# RECORDS TO USE
::::::::

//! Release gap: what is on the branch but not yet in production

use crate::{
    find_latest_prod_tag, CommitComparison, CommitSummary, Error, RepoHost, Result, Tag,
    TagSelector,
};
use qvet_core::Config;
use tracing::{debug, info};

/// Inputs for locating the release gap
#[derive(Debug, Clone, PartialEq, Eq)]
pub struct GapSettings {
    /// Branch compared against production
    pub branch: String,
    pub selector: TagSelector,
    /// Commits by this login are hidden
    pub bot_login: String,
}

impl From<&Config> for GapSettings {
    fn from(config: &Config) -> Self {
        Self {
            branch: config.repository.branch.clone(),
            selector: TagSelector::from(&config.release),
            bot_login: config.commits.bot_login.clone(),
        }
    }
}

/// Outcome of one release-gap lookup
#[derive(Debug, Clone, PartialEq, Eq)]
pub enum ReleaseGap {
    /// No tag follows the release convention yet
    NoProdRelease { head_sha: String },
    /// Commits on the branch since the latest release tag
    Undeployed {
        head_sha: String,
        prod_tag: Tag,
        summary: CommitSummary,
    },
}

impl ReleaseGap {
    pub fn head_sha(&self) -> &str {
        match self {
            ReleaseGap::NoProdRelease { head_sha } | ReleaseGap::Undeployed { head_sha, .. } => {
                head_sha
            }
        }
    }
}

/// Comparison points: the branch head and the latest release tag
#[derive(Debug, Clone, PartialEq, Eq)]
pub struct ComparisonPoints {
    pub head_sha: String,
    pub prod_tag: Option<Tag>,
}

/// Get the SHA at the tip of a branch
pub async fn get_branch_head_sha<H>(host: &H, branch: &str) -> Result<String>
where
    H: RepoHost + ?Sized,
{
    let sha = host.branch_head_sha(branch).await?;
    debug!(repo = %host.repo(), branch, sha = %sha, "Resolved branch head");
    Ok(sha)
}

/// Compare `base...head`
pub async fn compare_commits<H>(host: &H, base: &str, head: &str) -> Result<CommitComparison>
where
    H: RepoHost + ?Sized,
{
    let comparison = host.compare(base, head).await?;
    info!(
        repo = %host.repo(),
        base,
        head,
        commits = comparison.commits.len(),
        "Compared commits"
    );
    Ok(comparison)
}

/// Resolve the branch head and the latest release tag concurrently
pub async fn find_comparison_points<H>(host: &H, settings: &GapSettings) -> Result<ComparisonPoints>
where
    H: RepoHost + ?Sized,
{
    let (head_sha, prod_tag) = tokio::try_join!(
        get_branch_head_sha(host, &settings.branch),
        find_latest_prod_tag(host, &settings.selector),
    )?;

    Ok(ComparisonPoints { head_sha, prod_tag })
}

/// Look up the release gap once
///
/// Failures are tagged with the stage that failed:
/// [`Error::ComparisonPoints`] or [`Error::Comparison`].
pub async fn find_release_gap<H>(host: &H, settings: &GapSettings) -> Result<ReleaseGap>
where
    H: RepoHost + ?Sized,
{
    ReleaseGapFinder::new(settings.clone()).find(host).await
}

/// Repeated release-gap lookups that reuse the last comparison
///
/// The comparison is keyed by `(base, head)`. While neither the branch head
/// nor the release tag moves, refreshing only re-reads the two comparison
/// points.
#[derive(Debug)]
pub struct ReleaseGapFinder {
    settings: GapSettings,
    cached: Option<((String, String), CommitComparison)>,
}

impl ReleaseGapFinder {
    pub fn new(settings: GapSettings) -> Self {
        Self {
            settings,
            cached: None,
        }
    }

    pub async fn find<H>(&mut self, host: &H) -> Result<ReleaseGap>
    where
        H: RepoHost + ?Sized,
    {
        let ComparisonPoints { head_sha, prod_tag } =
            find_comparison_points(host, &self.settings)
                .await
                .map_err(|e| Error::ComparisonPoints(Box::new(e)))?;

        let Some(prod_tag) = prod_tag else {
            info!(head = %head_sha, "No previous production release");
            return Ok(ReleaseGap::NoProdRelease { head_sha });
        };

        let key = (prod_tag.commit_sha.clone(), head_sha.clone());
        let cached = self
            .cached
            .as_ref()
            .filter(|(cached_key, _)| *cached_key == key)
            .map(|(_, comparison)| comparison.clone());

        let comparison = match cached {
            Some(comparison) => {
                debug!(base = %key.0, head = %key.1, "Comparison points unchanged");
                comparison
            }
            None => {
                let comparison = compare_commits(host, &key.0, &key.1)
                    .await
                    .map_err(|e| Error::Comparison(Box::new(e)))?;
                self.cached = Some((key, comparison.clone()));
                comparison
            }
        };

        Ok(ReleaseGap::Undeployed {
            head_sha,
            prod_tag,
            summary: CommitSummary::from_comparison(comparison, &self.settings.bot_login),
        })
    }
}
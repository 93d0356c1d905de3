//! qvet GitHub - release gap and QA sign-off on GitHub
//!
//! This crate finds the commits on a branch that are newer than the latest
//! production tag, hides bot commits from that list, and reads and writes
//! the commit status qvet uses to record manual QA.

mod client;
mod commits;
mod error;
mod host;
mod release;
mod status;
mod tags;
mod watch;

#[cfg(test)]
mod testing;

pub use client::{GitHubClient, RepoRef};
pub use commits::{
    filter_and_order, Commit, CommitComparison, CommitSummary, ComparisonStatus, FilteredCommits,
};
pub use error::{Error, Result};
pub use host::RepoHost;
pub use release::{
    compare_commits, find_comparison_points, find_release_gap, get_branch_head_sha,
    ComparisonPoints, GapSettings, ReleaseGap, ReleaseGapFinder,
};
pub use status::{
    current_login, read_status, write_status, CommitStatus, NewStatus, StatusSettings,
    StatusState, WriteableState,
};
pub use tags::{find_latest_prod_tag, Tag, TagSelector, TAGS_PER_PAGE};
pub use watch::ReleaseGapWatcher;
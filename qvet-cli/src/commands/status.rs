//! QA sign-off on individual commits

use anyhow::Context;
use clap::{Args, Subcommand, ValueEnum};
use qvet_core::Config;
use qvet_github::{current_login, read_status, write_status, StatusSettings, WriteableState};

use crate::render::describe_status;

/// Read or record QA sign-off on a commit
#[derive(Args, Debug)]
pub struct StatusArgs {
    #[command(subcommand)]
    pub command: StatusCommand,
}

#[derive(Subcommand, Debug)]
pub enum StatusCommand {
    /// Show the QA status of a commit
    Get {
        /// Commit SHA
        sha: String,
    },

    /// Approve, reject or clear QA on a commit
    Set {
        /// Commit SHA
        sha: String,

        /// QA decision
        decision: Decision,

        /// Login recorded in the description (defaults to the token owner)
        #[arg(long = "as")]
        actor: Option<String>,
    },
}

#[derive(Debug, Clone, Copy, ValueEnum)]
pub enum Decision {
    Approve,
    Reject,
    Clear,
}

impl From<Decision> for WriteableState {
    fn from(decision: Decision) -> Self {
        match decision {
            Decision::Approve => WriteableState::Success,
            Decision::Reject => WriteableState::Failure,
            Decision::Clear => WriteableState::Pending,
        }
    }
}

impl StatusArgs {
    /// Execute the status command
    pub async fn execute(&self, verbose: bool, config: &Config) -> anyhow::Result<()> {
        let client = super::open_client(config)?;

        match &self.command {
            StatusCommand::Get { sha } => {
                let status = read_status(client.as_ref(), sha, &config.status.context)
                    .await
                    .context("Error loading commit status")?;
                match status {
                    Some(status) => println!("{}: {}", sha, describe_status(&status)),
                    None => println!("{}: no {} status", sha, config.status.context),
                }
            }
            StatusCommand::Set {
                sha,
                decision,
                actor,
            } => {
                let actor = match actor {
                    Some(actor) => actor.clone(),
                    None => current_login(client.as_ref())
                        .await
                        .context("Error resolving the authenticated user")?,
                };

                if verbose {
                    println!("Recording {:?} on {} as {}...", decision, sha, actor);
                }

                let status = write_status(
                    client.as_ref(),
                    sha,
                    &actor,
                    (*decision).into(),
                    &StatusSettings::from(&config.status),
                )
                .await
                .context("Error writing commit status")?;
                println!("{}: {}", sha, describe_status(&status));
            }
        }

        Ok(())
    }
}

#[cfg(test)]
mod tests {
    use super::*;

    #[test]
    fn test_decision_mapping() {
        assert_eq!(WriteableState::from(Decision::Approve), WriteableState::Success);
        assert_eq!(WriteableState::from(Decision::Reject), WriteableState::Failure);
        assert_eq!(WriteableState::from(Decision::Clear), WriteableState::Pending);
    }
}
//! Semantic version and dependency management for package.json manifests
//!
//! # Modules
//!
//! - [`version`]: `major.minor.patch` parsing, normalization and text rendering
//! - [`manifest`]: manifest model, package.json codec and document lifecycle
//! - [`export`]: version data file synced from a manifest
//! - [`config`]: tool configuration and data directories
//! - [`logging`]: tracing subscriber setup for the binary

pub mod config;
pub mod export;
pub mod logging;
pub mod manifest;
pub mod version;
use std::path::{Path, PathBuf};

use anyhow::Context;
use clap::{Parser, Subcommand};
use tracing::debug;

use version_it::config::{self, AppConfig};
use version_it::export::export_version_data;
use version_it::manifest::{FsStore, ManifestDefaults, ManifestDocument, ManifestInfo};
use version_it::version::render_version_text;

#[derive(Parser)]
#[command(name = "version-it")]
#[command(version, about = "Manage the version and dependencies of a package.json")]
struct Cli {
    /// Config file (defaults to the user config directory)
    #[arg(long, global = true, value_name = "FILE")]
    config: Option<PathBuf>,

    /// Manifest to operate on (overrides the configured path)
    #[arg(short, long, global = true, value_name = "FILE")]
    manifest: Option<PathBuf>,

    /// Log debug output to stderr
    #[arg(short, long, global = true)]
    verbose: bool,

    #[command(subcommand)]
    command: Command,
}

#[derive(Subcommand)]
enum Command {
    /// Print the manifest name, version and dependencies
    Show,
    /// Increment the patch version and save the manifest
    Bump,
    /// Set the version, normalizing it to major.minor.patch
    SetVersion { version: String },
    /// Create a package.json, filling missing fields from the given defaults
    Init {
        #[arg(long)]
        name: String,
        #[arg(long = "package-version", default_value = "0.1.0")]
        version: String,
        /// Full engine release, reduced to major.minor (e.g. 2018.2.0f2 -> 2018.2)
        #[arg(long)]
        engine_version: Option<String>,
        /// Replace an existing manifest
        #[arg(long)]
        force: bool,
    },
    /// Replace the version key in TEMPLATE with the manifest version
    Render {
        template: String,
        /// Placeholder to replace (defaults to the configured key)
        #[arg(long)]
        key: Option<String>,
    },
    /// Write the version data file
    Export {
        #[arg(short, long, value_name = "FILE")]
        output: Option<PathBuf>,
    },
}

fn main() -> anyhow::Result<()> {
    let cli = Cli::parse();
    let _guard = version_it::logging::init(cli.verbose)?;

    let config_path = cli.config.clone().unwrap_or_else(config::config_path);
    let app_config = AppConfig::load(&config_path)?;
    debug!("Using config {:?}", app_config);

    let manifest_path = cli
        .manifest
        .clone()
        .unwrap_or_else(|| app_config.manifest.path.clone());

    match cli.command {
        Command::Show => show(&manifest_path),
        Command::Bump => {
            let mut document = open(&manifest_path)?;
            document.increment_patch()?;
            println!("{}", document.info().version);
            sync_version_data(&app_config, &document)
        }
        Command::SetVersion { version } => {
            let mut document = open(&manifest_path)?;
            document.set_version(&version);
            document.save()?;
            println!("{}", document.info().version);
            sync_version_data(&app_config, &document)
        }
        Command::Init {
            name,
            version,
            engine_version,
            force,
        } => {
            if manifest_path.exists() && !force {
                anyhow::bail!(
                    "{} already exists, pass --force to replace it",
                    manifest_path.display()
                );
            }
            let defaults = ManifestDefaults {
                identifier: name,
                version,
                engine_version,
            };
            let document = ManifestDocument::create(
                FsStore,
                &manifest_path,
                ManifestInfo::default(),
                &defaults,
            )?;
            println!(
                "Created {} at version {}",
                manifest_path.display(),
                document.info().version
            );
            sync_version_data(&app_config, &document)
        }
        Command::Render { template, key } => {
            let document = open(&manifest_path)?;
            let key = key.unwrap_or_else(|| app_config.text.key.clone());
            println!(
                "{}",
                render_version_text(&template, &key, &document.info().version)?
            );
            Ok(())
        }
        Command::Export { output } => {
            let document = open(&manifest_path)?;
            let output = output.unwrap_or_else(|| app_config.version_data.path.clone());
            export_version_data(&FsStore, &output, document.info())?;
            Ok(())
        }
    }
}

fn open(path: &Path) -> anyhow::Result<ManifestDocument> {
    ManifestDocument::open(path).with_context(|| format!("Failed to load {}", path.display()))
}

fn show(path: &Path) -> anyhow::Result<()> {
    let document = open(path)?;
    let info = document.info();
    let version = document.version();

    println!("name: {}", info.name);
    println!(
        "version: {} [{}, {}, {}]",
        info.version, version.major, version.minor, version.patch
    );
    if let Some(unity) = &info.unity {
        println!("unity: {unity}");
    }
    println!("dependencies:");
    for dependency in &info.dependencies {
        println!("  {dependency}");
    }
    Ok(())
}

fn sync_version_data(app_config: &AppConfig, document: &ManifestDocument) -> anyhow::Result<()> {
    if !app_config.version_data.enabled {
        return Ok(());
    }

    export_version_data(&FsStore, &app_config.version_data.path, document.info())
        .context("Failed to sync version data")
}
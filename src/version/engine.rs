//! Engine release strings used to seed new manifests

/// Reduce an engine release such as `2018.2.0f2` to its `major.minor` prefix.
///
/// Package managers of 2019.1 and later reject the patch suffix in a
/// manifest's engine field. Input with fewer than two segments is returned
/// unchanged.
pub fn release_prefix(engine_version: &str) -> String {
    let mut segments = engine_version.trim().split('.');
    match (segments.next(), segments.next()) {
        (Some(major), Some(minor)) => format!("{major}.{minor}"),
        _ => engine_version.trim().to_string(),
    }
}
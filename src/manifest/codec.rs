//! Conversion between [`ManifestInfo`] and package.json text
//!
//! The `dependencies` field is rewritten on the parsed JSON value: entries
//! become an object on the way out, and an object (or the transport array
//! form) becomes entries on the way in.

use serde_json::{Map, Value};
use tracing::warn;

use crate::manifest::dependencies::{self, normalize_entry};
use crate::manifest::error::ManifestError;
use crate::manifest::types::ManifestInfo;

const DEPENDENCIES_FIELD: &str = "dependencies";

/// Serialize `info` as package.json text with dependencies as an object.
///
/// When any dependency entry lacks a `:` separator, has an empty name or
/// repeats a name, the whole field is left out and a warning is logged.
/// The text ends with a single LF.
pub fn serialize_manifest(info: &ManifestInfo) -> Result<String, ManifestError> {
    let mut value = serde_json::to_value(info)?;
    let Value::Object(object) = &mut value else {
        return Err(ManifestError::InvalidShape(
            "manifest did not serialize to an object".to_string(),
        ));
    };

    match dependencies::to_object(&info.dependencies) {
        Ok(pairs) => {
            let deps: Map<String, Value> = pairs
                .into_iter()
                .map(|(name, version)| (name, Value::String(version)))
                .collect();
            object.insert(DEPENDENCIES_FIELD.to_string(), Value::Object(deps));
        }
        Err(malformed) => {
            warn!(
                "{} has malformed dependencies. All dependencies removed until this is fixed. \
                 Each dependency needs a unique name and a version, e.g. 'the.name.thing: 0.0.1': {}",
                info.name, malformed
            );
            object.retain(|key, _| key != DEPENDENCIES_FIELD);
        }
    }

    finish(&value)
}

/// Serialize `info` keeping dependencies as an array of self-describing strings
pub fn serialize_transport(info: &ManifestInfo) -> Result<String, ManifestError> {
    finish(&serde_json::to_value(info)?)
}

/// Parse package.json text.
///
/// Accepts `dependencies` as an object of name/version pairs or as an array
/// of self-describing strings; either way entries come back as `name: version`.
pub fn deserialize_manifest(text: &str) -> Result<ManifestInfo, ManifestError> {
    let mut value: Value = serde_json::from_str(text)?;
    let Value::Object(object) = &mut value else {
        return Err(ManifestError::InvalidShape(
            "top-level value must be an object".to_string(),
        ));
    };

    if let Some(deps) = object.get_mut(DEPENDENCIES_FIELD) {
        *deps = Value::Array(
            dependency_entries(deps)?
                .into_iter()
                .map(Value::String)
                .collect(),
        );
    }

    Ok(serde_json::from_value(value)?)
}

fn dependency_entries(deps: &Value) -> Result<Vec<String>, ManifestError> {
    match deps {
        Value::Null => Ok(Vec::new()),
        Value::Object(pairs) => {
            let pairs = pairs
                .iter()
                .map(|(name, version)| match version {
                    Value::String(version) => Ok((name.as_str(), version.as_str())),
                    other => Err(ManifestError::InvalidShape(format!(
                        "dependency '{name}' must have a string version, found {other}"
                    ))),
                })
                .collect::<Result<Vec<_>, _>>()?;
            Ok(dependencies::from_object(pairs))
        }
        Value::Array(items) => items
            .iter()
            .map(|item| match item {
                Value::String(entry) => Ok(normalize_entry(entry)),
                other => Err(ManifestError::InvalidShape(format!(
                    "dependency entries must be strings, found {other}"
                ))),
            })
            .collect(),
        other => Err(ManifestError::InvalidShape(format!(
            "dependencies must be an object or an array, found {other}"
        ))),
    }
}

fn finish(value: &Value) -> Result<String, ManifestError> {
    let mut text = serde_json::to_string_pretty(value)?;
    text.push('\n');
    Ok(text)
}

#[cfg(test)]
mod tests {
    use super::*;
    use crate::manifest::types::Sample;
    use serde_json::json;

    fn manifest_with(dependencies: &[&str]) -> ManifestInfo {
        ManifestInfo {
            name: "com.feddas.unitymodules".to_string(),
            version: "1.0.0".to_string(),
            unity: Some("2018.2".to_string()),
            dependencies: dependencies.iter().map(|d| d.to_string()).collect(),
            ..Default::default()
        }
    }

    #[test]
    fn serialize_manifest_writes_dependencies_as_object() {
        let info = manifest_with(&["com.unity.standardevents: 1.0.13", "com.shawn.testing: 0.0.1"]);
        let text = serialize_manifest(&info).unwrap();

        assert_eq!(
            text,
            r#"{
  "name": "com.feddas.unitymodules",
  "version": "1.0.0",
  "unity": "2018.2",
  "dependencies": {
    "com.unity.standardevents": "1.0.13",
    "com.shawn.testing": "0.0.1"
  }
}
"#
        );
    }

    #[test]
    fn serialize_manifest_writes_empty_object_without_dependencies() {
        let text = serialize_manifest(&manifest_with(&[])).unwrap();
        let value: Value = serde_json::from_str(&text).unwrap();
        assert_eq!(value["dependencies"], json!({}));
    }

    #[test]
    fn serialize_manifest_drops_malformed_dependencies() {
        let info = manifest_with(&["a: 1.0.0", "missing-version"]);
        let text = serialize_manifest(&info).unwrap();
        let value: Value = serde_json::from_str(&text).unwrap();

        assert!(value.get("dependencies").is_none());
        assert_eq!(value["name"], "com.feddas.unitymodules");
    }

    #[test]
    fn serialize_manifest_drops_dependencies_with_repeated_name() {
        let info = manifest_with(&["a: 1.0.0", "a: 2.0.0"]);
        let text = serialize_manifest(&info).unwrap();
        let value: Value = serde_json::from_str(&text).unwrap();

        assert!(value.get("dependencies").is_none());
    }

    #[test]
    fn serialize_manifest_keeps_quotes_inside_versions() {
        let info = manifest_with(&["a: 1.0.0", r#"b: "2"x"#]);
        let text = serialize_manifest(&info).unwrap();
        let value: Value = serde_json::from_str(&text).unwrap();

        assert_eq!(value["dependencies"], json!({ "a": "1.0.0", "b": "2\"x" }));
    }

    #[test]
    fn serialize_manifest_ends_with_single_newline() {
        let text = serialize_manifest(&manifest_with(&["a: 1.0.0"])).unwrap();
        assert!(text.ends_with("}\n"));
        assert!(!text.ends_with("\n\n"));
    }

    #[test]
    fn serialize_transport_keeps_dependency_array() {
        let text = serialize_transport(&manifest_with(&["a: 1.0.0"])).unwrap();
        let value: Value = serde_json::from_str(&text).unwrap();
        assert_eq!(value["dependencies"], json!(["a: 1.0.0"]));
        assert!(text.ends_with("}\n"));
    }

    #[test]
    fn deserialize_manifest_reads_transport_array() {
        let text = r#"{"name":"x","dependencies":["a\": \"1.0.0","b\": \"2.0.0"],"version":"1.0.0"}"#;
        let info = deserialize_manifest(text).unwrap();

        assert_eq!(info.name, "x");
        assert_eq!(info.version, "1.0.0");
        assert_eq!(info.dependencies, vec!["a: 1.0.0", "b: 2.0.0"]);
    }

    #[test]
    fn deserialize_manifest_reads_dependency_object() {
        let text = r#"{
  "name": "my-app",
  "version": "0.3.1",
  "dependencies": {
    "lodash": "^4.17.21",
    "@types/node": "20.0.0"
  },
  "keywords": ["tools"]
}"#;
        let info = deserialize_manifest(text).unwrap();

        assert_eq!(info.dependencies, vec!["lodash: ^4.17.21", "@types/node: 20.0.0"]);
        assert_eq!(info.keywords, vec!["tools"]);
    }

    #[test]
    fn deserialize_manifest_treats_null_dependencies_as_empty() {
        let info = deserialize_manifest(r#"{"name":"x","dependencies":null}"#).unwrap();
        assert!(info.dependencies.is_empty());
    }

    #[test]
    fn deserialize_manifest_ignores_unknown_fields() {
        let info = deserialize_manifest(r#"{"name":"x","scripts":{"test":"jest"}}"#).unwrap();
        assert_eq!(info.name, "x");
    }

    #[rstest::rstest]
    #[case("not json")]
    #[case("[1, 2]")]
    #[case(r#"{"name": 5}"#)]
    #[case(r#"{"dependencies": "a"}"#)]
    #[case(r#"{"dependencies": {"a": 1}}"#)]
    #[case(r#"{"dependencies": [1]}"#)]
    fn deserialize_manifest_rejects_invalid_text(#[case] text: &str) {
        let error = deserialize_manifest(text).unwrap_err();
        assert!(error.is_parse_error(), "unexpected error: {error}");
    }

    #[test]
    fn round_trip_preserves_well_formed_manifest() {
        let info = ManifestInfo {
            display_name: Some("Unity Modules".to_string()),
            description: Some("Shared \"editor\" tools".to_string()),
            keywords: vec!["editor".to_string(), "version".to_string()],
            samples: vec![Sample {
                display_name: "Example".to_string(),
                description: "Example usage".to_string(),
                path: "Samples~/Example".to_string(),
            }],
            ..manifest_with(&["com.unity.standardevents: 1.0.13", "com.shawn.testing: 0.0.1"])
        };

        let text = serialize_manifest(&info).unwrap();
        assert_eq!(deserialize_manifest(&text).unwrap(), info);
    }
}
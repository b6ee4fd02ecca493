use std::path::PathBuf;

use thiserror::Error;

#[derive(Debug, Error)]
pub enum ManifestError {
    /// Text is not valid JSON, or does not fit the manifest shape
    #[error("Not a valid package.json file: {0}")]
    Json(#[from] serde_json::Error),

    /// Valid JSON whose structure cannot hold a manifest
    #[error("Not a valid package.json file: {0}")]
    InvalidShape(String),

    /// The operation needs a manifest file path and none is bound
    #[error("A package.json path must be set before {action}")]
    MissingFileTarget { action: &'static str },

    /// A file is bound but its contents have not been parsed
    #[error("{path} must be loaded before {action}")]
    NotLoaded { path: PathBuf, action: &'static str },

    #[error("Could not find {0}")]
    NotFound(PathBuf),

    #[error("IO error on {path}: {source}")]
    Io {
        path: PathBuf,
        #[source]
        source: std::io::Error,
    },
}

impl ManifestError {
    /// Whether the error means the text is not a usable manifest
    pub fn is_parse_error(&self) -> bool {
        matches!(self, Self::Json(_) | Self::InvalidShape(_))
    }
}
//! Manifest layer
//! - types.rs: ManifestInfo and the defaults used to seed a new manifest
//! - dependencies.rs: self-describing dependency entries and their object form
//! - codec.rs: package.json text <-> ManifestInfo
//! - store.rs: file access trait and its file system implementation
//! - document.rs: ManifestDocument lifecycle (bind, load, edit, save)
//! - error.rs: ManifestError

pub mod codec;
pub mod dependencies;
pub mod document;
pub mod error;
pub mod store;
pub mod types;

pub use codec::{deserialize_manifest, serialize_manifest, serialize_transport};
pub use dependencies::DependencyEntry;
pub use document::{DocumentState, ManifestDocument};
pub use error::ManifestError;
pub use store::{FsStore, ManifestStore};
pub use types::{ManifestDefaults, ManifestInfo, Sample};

::::::::

# WHAT IS REQUIRED
Take the lines from the first line of the records through the line holding "pub enum ReleaseGap", both included, and please reproduce them exactly with nothing added.

# RESPONSE AREA
//! Release gap: what is on the branch but not yet in production

use crate::{
    find_latest_prod_tag, CommitComparison, CommitSummary, Error, RepoHost, Result, Tag,
    TagSelector,
};
use qvet_core::Config;
use tracing::{debug, info};

/// Inputs for locating the release gap
#[derive(Debug, Clone, PartialEq, Eq)]
pub struct GapSettings {
    /// Branch compared against production
    pub branch: String,
    pub selector: TagSelector,
    /// Commits by this login are hidden
    pub bot_login: String,
}

impl From<&Config> for GapSettings {
    fn from(config: &Config) -> Self {
        Self {
            branch: config.repository.branch.clone(),
            selector: TagSelector::from(&config.release),
            bot_login: config.commits.bot_login.clone(),
        }
    }
}

/// Outcome of one release-gap lookup
#[derive(Debug, Clone, PartialEq, Eq)]
pub enum ReleaseGap {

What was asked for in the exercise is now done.